### [Task objective]
Every line in the data below from the one containing "self.x *= scalar;" down to the one containing "between two points.", both included, must be retyped exactly; no other line is to appear.

── Records shown

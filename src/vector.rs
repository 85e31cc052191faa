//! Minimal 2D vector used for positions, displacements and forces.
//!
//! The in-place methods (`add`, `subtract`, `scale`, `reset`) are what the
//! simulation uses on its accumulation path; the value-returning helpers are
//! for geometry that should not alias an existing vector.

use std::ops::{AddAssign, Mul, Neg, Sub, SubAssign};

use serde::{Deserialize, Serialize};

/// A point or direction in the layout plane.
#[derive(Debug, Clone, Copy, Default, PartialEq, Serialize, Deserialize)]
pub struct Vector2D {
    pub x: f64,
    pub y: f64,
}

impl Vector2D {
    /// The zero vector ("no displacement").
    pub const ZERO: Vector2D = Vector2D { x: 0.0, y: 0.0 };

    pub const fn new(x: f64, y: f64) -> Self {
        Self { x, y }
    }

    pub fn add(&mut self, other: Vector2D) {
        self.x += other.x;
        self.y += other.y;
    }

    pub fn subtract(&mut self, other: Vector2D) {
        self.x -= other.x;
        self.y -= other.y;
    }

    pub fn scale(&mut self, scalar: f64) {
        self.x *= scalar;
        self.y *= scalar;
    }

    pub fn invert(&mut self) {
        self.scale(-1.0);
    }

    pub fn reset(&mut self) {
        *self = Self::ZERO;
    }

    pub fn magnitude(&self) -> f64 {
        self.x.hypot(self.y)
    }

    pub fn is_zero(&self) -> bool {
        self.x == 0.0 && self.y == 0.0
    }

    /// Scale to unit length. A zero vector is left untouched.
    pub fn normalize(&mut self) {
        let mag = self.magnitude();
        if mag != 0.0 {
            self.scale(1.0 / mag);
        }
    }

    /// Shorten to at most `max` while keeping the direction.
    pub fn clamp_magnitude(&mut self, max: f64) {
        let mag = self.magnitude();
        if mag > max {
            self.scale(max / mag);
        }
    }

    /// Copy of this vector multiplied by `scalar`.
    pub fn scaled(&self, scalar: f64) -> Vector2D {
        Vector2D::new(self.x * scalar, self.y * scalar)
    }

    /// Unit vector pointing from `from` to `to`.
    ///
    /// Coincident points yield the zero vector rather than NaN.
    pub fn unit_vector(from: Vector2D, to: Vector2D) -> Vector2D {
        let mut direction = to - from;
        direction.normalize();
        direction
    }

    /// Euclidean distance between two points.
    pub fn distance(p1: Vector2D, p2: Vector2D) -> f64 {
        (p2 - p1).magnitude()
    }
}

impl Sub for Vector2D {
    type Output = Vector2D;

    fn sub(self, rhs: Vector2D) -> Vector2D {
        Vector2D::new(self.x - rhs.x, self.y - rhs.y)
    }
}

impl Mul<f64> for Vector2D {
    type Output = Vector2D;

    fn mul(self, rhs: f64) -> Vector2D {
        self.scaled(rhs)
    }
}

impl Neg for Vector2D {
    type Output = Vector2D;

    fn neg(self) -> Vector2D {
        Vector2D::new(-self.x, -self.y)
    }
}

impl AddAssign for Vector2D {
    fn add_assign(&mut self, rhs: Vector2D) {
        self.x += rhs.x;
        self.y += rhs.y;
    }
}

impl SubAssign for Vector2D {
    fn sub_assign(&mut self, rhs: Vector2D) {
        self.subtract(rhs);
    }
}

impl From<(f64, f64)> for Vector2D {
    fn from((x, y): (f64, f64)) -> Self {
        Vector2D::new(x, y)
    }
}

────

### [Result for this exercise]
        self.x *= scalar;
        self.y *= scalar;
    }

    pub fn invert(&mut self) {
        self.scale(-1.0);
    }

    pub fn reset(&mut self) {
        *self = Self::ZERO;
    }

    pub fn magnitude(&self) -> f64 {
        self.x.hypot(self.y)
    }

    pub fn is_zero(&self) -> bool {
        self.x == 0.0 && self.y == 0.0
    }

    /// Scale to unit length. A zero vector is left untouched.
    pub fn normalize(&mut self) {
        let mag = self.magnitude();
        if mag != 0.0 {
            self.scale(1.0 / mag);
        }
    }

    /// Shorten to at most `max` while keeping the direction.
    pub fn clamp_magnitude(&mut self, max: f64) {
        let mag = self.magnitude();
        if mag > max {
            self.scale(max / mag);
        }
    }

    /// Copy of this vector multiplied by `scalar`.
    pub fn scaled(&self, scalar: f64) -> Vector2D {
        Vector2D::new(self.x * scalar, self.y * scalar)
    }

    /// Unit vector pointing from `from` to `to`.
    ///
    /// Coincident points yield the zero vector rather than NaN.
    pub fn unit_vector(from: Vector2D, to: Vector2D) -> Vector2D {
        let mut direction = to - from;
        direction.normalize();
        direction
    }

    /// Euclidean distance between two points.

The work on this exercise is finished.